Vortrag über Fukushima

Vortrag von Mako Oshidori über die Situation in Fukushima

Am 31. Januar hatte das Goethe-Gymnasium Besuch aus Japan: Die Journalistin Mako Oshidori hielt mit der Unterstützung ihres Ehemanns Ken Oshidori einen bewegenden Vortrag auf Japanisch über die Reaktorkatastrophe von Fukushima 2011 und ihre Folgen. Über hundert Schülerinnen und Schüler waren in die Aula gekommen und hörten mit großem Interesse zu. Als Dolmetscherin sorgte Monika Narita dafür, dass eine Sprachbarriere nicht mehr wahrzunehmen war.

Der Fokus der Vortrags lag darauf, dass das Thema Fukushima und die Situation in den durch Strahlung belasteten Gebieten in der Nähe des Kraftwerks in den japanischen Medien kaum mehr präsent sind und dass unabhängiger, investigativer Journalismus es schwer hat. Die Oshidoris haben auf eigene Faust Recherchen angestrengt, mit Hunderten von unmittelbar betroffenen Menschen gesprochen und Konferenzen und Versammlungen besucht, in denen etwa Bauern aus den kontaminierten Gebieten beraten wurden. Die Referenten halten es für wichtig, die Menschen in Japan und auf der ganzen Welt gut zu informieren, damit diese ihre Entscheidungen auf einer guten Informationsgrundlage treffen können. Das Publikum hatte im Anschluss viele Fragen, und so schloss sich eine rege Diskussionsrunde an den Vortrag an. Einige Publikumsmitglieder fragten sogar gleich direkt auf Japanisch.

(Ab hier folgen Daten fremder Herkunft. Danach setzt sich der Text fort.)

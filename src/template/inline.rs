//! Placeholder preparation for inline templates
//!
//! `{{ dotted.path }}` placeholders are rewritten into explicit subscript
//! lookups on a single root variable. Paths missing from the data are
//! injected with the placeholder's own text so they render back to
//! themselves.

use once_cell::sync::Lazy;
use regex::Regex;
use serde_json::{Map, Value};

/// Root variable the rewritten placeholders read from
pub(crate) const ROOT: &str = "ctx";

static PLACEHOLDER: Lazy<Regex> = Lazy::new(|| {
    Regex::new(r"\{\{(\s*[a-zA-Z0-9_.]+\s*)\}\}").expect("placeholder pattern is valid")
});

/// Rewritten template source plus the data it must be rendered against
#[derive(Debug)]
pub(crate) struct Prepared {
    pub source: String,
    pub data: Value,
}

/// True when `source` contains anything the template engine would interpret
pub(crate) fn has_template_syntax(source: &str) -> bool {
    source.contains("{{") || source.contains("{%") || source.contains("{#")
}

pub(crate) fn prepare(source: &str, params: &Value) -> Prepared {
    let mut data = params.clone();
    let mut out = String::with_capacity(source.len() + 16);
    let mut cursor = 0;

    for captures in PLACEHOLDER.captures_iter(source) {
        let (Some(whole), Some(inner)) = (captures.get(0), captures.get(1)) else {
            continue;
        };
        let (mut start, mut end) = (whole.start(), whole.end());

        let path = inner.as_str().trim();
        let path = path.strip_prefix('.').unwrap_or(path);
        let segments: Vec<&str> = path.split('.').collect();

        let replacement = if path.is_empty() || segments.iter().any(|s| s.is_empty()) {
            literal(whole.as_str())
        } else if lookup(&data, &segments).is_none()
            && !inject(&mut data, &segments, Value::String(whole.as_str().to_string()))
        {
            literal(whole.as_str())
        } else {
            // The opening quote may already belong to the previous replacement
            if start > cursor
                && is_quoted_slot(source, start, end)
                && lookup(&data, &segments).is_some_and(is_bare_json)
            {
                start -= 1;
                end += 1;
            }
            format!("{{{{ {} }}}}", accessor(&data, &segments))
        };

        out.push_str(&source[cursor..start]);
        out.push_str(&replacement);
        cursor = end;
    }
    out.push_str(&source[cursor..]);

    Prepared { source: out, data }
}

/// Structural lookup of a dotted path; numeric segments index arrays
pub(crate) fn lookup<'a>(data: &'a Value, segments: &[&str]) -> Option<&'a Value> {
    segments.iter().try_fold(data, |current, segment| match current {
        Value::Object(map) => map.get(*segment),
        Value::Array(items) => segment.parse::<usize>().ok().and_then(|i| items.get(i)),
        _ => None,
    })
}

/// Create `segments` inside `data`, adding intermediate objects as needed.
/// Returns false when an intermediate value cannot hold children.
fn inject(data: &mut Value, segments: &[&str], value: Value) -> bool {
    let Some((last, parents)) = segments.split_last() else {
        return false;
    };

    let mut current = data;
    for segment in parents {
        current = match current {
            Value::Object(map) => map
                .entry(segment.to_string())
                .or_insert_with(|| Value::Object(Map::new())),
            Value::Array(items) => {
                match segment.parse::<usize>().ok().and_then(|i| items.get_mut(i)) {
                    Some(item) => item,
                    None => return false,
                }
            }
            _ => return false,
        };
    }

    match current {
        Value::Object(map) => {
            map.insert(last.to_string(), value);
            true
        }
        _ => false,
    }
}

/// `ctx["a"]["b"][0]`, choosing integer subscripts where the data holds an array
fn accessor(data: &Value, segments: &[&str]) -> String {
    let mut expr = String::from(ROOT);
    let mut current = Some(data);
    for segment in segments {
        let index = match current {
            Some(Value::Array(_)) => segment.parse::<usize>().ok(),
            _ => None,
        };
        match index {
            Some(i) => expr.push_str(&format!("[{i}]")),
            None => expr.push_str(&format!("[\"{segment}\"]")),
        }
        current = current.and_then(|value| lookup(value, &[*segment]));
    }
    expr
}

fn is_quoted_slot(source: &str, start: usize, end: usize) -> bool {
    source[..start].ends_with('"') && source[end..].starts_with('"')
}

/// Values whose JSON form needs no quotes
fn is_bare_json(value: &Value) -> bool {
    matches!(value, Value::Bool(_) | Value::Number(_) | Value::Null)
}

fn literal(text: &str) -> String {
    format!("{{% raw %}}{text}{{% endraw %}}")
}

Am Ende gab das bühnenerprobte Ehepaar Oshidori (Ken Oshidori ist ein Japan bekannter Entertainer) noch eine Showeinlage zum Besten: Frau Oshidori sang französische Chansons mit Akkordeonbegleitung, während Herr Oshidori aus biegsamen Stangen blitzschnell verschiedene Objekte formte, zunächst eine Mandarinente (die auf Japanisch auch „oshidori" heißt und ein Symbol für die eheliche Liebe ist), und am Ende stand er mit einem Paar Engelsflügeln da. Dies verlieh der Veranstaltung einen heiteren Ausklang.